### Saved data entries
=-=-=

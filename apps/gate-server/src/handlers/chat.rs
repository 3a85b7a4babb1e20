//! Chat relay endpoint.

use std::sync::{Arc, Mutex};

use actix_web::{HttpRequest, HttpResponse, web};
use futures::{StreamExt, TryStreamExt, future, stream};

use chatgate_core::Clock;
use chatgate_core::domain::{ChatExchange, final_message};
use chatgate_core::ports::ChatLogRecorder;
use chatgate_shared::dto::ChatProcessRequest;

use crate::middleware::error::{AppError, AppResult};
use crate::middleware::identity::client_identity;
use crate::observability::{REQUEST_ID_HEADER, RequestId};
use crate::state::AppState;

/// Relays an admitted chat request to the completion service and streams the
/// reply back unchanged. Once the reply has been fully relayed, the exchange
/// is appended to the daily chat log.
///
/// POST /api/chat-process
pub async fn chat_process(
    req: HttpRequest,
    state: web::Data<AppState>,
    request_id: RequestId,
    body: web::Bytes,
) -> AppResult<HttpResponse> {
    let upstream = state
        .config
        .upstream_url
        .as_deref()
        .ok_or(AppError::UpstreamNotConfigured)?;

    let request = serde_json::from_slice::<ChatProcessRequest>(&body).unwrap_or_default();
    let identity = client_identity(&req);

    let response = state
        .http
        .post(upstream)
        .header(reqwest::header::CONTENT_TYPE, "application/json")
        .header(REQUEST_ID_HEADER, request_id.as_str())
        .body(body)
        .send()
        .await?
        .error_for_status()?;

    tracing::debug!(upstream = %upstream, status = %response.status(), "Relaying upstream reply");

    let transcript = Arc::new(Mutex::new(Vec::new()));
    let captured = transcript.clone();

    let relay = response
        .bytes_stream()
        .inspect_ok(move |chunk| {
            captured
                .lock()
                .unwrap_or_else(|e| e.into_inner())
                .extend_from_slice(chunk);
        })
        .inspect_err(|e| {
            tracing::warn!(error = %e, "Upstream stream interrupted");
        });

    // Runs once the upstream stream has ended; yields no bytes.
    let log_exchange = stream::once(async move {
        let reply = final_message(&transcript.lock().unwrap_or_else(|e| e.into_inner()));
        let parent_message_id = request
            .options
            .as_ref()
            .and_then(|options| options.get("parentMessageId"))
            .and_then(|id| id.as_str());

        let now = state.store.clock().now();
        let exchange = ChatExchange::new(&identity, request.prompt.as_str(), reply, now);
        if let Err(e) = state.chat_log.record(exchange, parent_message_id).await {
            tracing::error!(error = %e, "Failed to persist chat log");
        }
    })
    .filter_map(|()| future::ready(None));

    Ok(HttpResponse::Ok()
        .content_type("application/octet-stream")
        .streaming(relay.chain(log_exchange)))
}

=-=-=

### Prompt
Go through the data above from its first line and copy each line exactly, stopping once the line with "let transcript = Arc::new(Mutex::new(Vec::new()));" has been copied.

### Response
filename apps/gate-server/src/handlers/chat.rs
repository 3a85b7a4babb1e20
//! Chat relay endpoint.

use std::sync::{Arc, Mutex};

use actix_web::{HttpRequest, HttpResponse, web};
use futures::{StreamExt, TryStreamExt, future, stream};

use chatgate_core::Clock;
use chatgate_core::domain::{ChatExchange, final_message};
use chatgate_core::ports::ChatLogRecorder;
use chatgate_shared::dto::ChatProcessRequest;

use crate::middleware::error::{AppError, AppResult};
use crate::middleware::identity::client_identity;
use crate::observability::{REQUEST_ID_HEADER, RequestId};
use crate::state::AppState;

/// Relays an admitted chat request to the completion service and streams the
/// reply back unchanged. Once the reply has been fully relayed, the exchange
/// is appended to the daily chat log.
///
/// POST /api/chat-process
pub async fn chat_process(
    req: HttpRequest,
    state: web::Data<AppState>,
    request_id: RequestId,
    body: web::Bytes,
) -> AppResult<HttpResponse> {
    let upstream = state
        .config
        .upstream_url
        .as_deref()
        .ok_or(AppError::UpstreamNotConfigured)?;

    let request = serde_json::from_slice::<ChatProcessRequest>(&body).unwrap_or_default();
    let identity = client_identity(&req);

    let response = state
        .http
        .post(upstream)
        .header(reqwest::header::CONTENT_TYPE, "application/json")
        .header(REQUEST_ID_HEADER, request_id.as_str())
        .body(body)
        .send()
        .await?
        .error_for_status()?;

    tracing::debug!(upstream = %upstream, status = %response.status(), "Relaying upstream reply");

    let transcript = Arc::new(Mutex::new(Vec::new()));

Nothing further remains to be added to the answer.